There are about ten different kinds of footmice. Not all of them are commercially available. Some specialized companies design their own foot controlled mouse for disabled persons.
The main difference between the different types of footmice is a flat pedal which slides or a pedal which tilts. A footmouse that uses sliding can be a slipper with a mouse connected to it, or a special frame in which a pedal can move around. Also a tiny magnet or other location device can be used on a tablet. A footmouse that uses a tilting pedal has one or two pedals which are able to tilt and turn in one or more directions.
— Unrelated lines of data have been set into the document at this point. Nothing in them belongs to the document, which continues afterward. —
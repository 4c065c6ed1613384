//! Data models module
//!
//! Defines core data structures:
//! - PermissionRecord: one principal-to-role binding on one managed object
//! - PermissionGroup: semantic bucket a record is reported under
//! - TooltipEntry: enrichment payload keyed by entity identifier
//! - EnrichmentSummary: machine-readable record of one enrichment run

use chrono::{DateTime, NaiveDateTime, Utc};
use serde::{Deserialize, Deserializer, Serialize};
use std::fmt;

#[cfg(test)]
mod tests;

/// Where a binding was defined
#[derive(Debug, Clone, Copy, PartialEq, Eq, Hash, Serialize, Deserialize)]
pub enum PermissionSource {
    /// Global permission defined at the platform root
    Global,
    /// Permission defined directly on an inventory object
    Object,
}

impl fmt::Display for PermissionSource {
    fn fmt(&self, f: &mut fmt::Formatter<'_>) -> fmt::Result {
        match self {
            PermissionSource::Global => write!(f, "Global"),
            PermissionSource::Object => write!(f, "Object"),
        }
    }
}

/// Derive the stable lookup key for an (entity, principal, role) binding.
///
/// Lower-cases every part, joins them with `_` and replaces whitespace runs,
/// `/` and `\` with `_`, so the same logical binding always maps to the same key.
pub fn derive_entity_identifier(entity: &str, principal: &str, role: &str) -> String {
    let joined = format!("{}_{}_{}", entity.trim(), principal.trim(), role.trim()).to_lowercase();

    let mut identifier = String::with_capacity(joined.len());
    let mut in_whitespace = false;
    for ch in joined.chars() {
        if ch.is_whitespace() {
            if !in_whitespace {
                identifier.push('_');
            }
            in_whitespace = true;
            continue;
        }
        in_whitespace = false;
        match ch {
            '/' | '\\' => identifier.push('_'),
            other => identifier.push(other),
        }
    }
    identifier
}

/// One principal-to-role binding on one managed object.
///
/// `entity_identifier` is computed from entity, principal and role at
/// construction and on deserialization; it is never read from input.
#[derive(Debug, Clone, PartialEq, Serialize, Deserialize)]
#[serde(rename_all = "camelCase", from = "RecordFields")]
pub struct PermissionRecord {
    /// Display name of the managed object
    pub entity: String,
    /// Inventory type tag (VirtualMachine, HostSystem, Datacenter, ...)
    pub entity_type: String,
    /// Domain-qualified or local security principal
    pub principal: String,
    /// Role name
    pub role: String,
    /// Whether the binding was inherited from a parent object
    pub inherited: bool,
    /// Whether the binding applies to descendant objects
    pub propagate: bool,
    /// Global or object-level binding
    pub source: PermissionSource,
    /// Creation timestamp, when the inventory walker could read it
    #[serde(skip_serializing_if = "Option::is_none")]
    pub created_date: Option<DateTime<Utc>>,
    /// Last modification timestamp, when the inventory walker could read it
    #[serde(skip_serializing_if = "Option::is_none")]
    pub modified_date: Option<DateTime<Utc>>,
    entity_identifier: String,
}

impl PermissionRecord {
    /// Create an object-level, non-inherited, propagating binding
    pub fn new(
        entity: impl Into<String>,
        entity_type: impl Into<String>,
        principal: impl Into<String>,
        role: impl Into<String>,
    ) -> Self {
        RecordFields {
            entity: entity.into(),
            entity_type: entity_type.into(),
            principal: principal.into(),
            role: role.into(),
            inherited: false,
            propagate: true,
            source: PermissionSource::Object,
            created_date: None,
            modified_date: None,
            entity_identifier: None,
        }
        .into()
    }

    pub fn with_source(mut self, source: PermissionSource) -> Self {
        self.source = source;
        self
    }

    pub fn with_flags(mut self, inherited: bool, propagate: bool) -> Self {
        self.inherited = inherited;
        self.propagate = propagate;
        self
    }

    pub fn with_dates(mut self, created: Option<DateTime<Utc>>, modified: Option<DateTime<Utc>>) -> Self {
        self.created_date = created;
        self.modified_date = modified;
        self
    }

    /// Stable, case-insensitive key of this binding
    pub fn entity_identifier(&self) -> &str {
        &self.entity_identifier
    }
}

/// Wire shape of a permission record as emitted by the inventory walker.
/// Unknown fields are rejected at this boundary.
#[derive(Debug, Deserialize)]
#[serde(rename_all = "camelCase", deny_unknown_fields)]
struct RecordFields {
    entity: String,
    entity_type: String,
    principal: String,
    role: String,
    #[serde(default)]
    inherited: bool,
    #[serde(default = "default_propagate")]
    propagate: bool,
    #[serde(default = "default_source")]
    source: PermissionSource,
    #[serde(default, deserialize_with = "lenient_timestamp")]
    created_date: Option<DateTime<Utc>>,
    #[serde(default, deserialize_with = "lenient_timestamp")]
    modified_date: Option<DateTime<Utc>>,
    // Accepted so serialized records can be read back; always recomputed.
    #[serde(default)]
    #[allow(dead_code)]
    entity_identifier: Option<String>,
}

fn default_propagate() -> bool {
    true
}

fn default_source() -> PermissionSource {
    PermissionSource::Object
}

impl From<RecordFields> for PermissionRecord {
    fn from(fields: RecordFields) -> Self {
        let entity_identifier = derive_entity_identifier(&fields.entity, &fields.principal, &fields.role);
        PermissionRecord {
            entity: fields.entity,
            entity_type: fields.entity_type,
            principal: fields.principal,
            role: fields.role,
            inherited: fields.inherited,
            propagate: fields.propagate,
            source: fields.source,
            created_date: fields.created_date,
            modified_date: fields.modified_date,
            entity_identifier,
        }
    }
}

/// Parse a best-effort timestamp: RFC 3339, `YYYY-MM-DD HH:MM:SS` (UTC) or
/// `YYYY-MM-DDTHH:MM:SS` (UTC). Anything else, including "N/A", becomes `None`.
pub fn parse_timestamp(value: &str) -> Option<DateTime<Utc>> {
    let value = value.trim();
    if let Ok(parsed) = DateTime::parse_from_rfc3339(value) {
        return Some(parsed.with_timezone(&Utc));
    }
    ["%Y-%m-%d %H:%M:%S", "%Y-%m-%dT%H:%M:%S"]
        .iter()
        .find_map(|format| NaiveDateTime::parse_from_str(value, format).ok())
        .map(|naive| naive.and_utc())
}

fn lenient_timestamp<'de, D>(deserializer: D) -> Result<Option<DateTime<Utc>>, D::Error>
where
    D: Deserializer<'de>,
{
    let raw: Option<String> = Option::deserialize(deserializer)?;
    Ok(raw.as_deref().and_then(parse_timestamp))
}

/// Render an optional timestamp the way reports and tooltips show it
pub fn format_timestamp(value: Option<&DateTime<Utc>>) -> String {
    match value {
        Some(ts) => ts.format("%Y-%m-%d %H:%M:%S UTC").to_string(),
        None => "N/A".to_string(),
    }
}

/// Semantic bucket a permission record is reported under.
/// Declaration order is report order.
#[derive(Debug, Clone, Copy, PartialEq, Eq, PartialOrd, Ord, Hash, Serialize, Deserialize)]
pub enum PermissionGroup {
    Global,
    VirtualMachine,
    VMHost,
    Cluster,
    Datastore,
    Folder,
    Datacenter,
    Network,
    ResourcePool,
    Other,
}

impl PermissionGroup {
    pub const ALL: [PermissionGroup; 10] = [
        PermissionGroup::Global,
        PermissionGroup::VirtualMachine,
        PermissionGroup::VMHost,
        PermissionGroup::Cluster,
        PermissionGroup::Datastore,
        PermissionGroup::Folder,
        PermissionGroup::Datacenter,
        PermissionGroup::Network,
        PermissionGroup::ResourcePool,
        PermissionGroup::Other,
    ];

    /// Section heading used in rendered reports
    pub fn title(&self) -> &'static str {
        match self {
            PermissionGroup::Global => "Global Permissions",
            PermissionGroup::VirtualMachine => "Virtual Machines",
            PermissionGroup::VMHost => "Hosts",
            PermissionGroup::Cluster => "Clusters",
            PermissionGroup::Datastore => "Datastores",
            PermissionGroup::Folder => "Folders",
            PermissionGroup::Datacenter => "Datacenters",
            PermissionGroup::Network => "Networks",
            PermissionGroup::ResourcePool => "Resource Pools",
            PermissionGroup::Other => "Other Objects",
        }
    }
}

impl fmt::Display for PermissionGroup {
    fn fmt(&self, f: &mut fmt::Formatter<'_>) -> fmt::Result {
        write!(f, "{:?}", self)
    }
}

/// Enrichment payload for one binding, keyed by its entity identifier
#[derive(Debug, Clone, PartialEq, Serialize, Deserialize)]
#[serde(rename_all = "camelCase")]
pub struct TooltipEntry {
    pub entity_name: String,
    pub entity_type: String,
    pub principal: String,
    pub role: String,
    pub role_description: String,
    pub inherited: bool,
    pub propagate: bool,
    pub details: TooltipDetails,
}

/// Secondary tooltip detail
#[derive(Debug, Clone, PartialEq, Serialize, Deserialize)]
#[serde(rename_all = "camelCase")]
pub struct TooltipDetails {
    #[serde(default)]
    pub created_date: Option<DateTime<Utc>>,
    #[serde(default)]
    pub modified_date: Option<DateTime<Utc>>,
    pub source: PermissionSource,
    /// Capabilities granted by the role, in catalog order
    #[serde(default)]
    pub capabilities: Vec<String>,
}

/// Chunking statistics of an enrichment run
#[derive(Debug, Clone, PartialEq, Serialize, Deserialize)]
#[serde(rename_all = "camelCase")]
pub struct ChunkingSummary {
    pub chunk_size: usize,
    pub total_chunks: usize,
    pub processing_time_seconds: f64,
    pub processing_rate_per_second: f64,
}

/// Machine-readable summary of a completed enrichment run
#[derive(Debug, Clone, PartialEq, Serialize, Deserialize)]
#[serde(rename_all = "camelCase")]
pub struct EnrichmentSummary {
    pub input_file: String,
    pub output_file: String,
    /// Annotation spans actually placed in the document
    pub tooltips_added: usize,
    /// Tooltip entries fed through the annotator
    pub entries_processed: usize,
    pub chunking: ChunkingSummary,
    /// RFC 3339 completion time
    pub enhancement_timestamp: String,
    pub features: Vec<String>,
}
Buttons that are pushed by the feet are not considered footmice.
Footmouse that slides in four directions.
Footmouse that tilts and rotates.
UseUsing a footmouse is slower that a normal mouse (a handmouse), since most people have less control over precise movements with their feet and legs than with their hands. If the footmouse is used together with a keyboard, the cursor can be moved around while typing, so there is no time wasted for moving the hand between the keyboard and the mouse. If a person cannot use a keyboard, a virtual keyboard on the screen can be used to type text by clicking each character on the virtual keyboard. People who also have less control over their foot and leg movement and are unable to operate a footmouse can sometimes use a few switches for setting the cursor in a certain direction.
If a footmouse is used incorrectly for a long time, it can cause muscle cramp in the legs, and can have a negative influence on lower back problems.